The problem:
The stretch from the line with "mod artifact;" through the line with "pub use name::validate_name;" in the records below: write it out exactly, and nothing else.

Stored items
-- -- --

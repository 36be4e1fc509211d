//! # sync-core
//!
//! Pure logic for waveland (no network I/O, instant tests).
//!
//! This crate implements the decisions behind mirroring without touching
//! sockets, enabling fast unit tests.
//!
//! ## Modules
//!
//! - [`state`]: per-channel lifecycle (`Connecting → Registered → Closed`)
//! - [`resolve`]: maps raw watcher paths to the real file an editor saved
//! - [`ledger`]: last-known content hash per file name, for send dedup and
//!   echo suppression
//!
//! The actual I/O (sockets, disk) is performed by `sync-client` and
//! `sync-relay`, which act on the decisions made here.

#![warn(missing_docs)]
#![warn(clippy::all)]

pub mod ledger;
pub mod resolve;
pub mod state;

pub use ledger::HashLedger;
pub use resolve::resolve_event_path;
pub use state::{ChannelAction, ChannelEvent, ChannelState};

-- -- --

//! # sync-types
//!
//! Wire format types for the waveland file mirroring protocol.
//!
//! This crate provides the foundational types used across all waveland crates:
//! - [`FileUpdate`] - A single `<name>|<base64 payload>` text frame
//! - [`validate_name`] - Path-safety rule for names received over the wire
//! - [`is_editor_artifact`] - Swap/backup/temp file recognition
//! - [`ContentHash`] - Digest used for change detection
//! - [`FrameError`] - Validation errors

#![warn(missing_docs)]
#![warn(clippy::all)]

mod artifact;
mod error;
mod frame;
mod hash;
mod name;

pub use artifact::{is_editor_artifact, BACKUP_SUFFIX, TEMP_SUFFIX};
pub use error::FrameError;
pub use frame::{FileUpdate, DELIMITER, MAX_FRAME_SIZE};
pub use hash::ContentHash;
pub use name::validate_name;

-- -- --

Response:
mod artifact;
mod error;
mod frame;
mod hash;
mod name;

pub use artifact::{is_editor_artifact, BACKUP_SUFFIX, TEMP_SUFFIX};
pub use error::FrameError;
pub use frame::{FileUpdate, DELIMITER, MAX_FRAME_SIZE};
pub use hash::ContentHash;
pub use name::validate_name;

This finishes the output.